▶ [EXERCISE OBJECTIVE]: Set down the records that follow in full and without changes.

▶ [SUPPLIED DATA]:
————————
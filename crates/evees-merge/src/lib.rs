//! Merge strategies over perspective histories.
//!
//! Two strategies build on a shared positional link merge:
//!
//! - [`SimpleMerge`] performs a three-way merge of two commit histories
//!   against their most recent common ancestor, staging one head update.
//! - [`RecursiveContextMerge`] extends it to whole trees of nested
//!   perspectives, matching sub-perspectives across forks by their stable
//!   `context` and merging matched pairs bottom-up.
//!
//! Merges never fail on concurrent edits. When two sides claim the same
//! link position the later modification wins and the disagreement is
//! reported as a [`LinkConflict`].

pub mod ancestor;
pub mod config;
pub mod links;
pub mod recursive;
pub mod simple;

pub use ancestor::{find_most_recent_common_ancestor, is_ancestor_of, latest_non_fork};
pub use config::{FromOnlyPolicy, MergeConfig};
pub use links::{merge_links, LinkConflict};
pub use recursive::RecursiveContextMerge;
pub use simple::{PlainLinkMerger, SimpleMerge};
————————
▶ [ANSWER SECTION]:
filename crates/evees-merge/src/lib.rs
//! Merge strategies over perspective histories.
//!
//! Two strategies build on a shared positional link merge:
//!
//! - [`SimpleMerge`] performs a three-way merge of two commit histories
//!   against their most recent common ancestor, staging one head update.
//! - [`RecursiveContextMerge`] extends it to whole trees of nested
//!   perspectives, matching sub-perspectives across forks by their stable
//!   `context` and merging matched pairs bottom-up.
//!
//! Merges never fail on concurrent edits. When two sides claim the same
//! link position the later modification wins and the disagreement is
//! reported as a [`LinkConflict`].

pub mod ancestor;
pub mod config;
pub mod links;
pub mod recursive;
pub mod simple;

pub use ancestor::{find_most_recent_common_ancestor, is_ancestor_of, latest_non_fork};
pub use config::{FromOnlyPolicy, MergeConfig};
pub use links::{merge_links, LinkConflict};
pub use recursive::RecursiveContextMerge;
pub use simple::{PlainLinkMerger, SimpleMerge};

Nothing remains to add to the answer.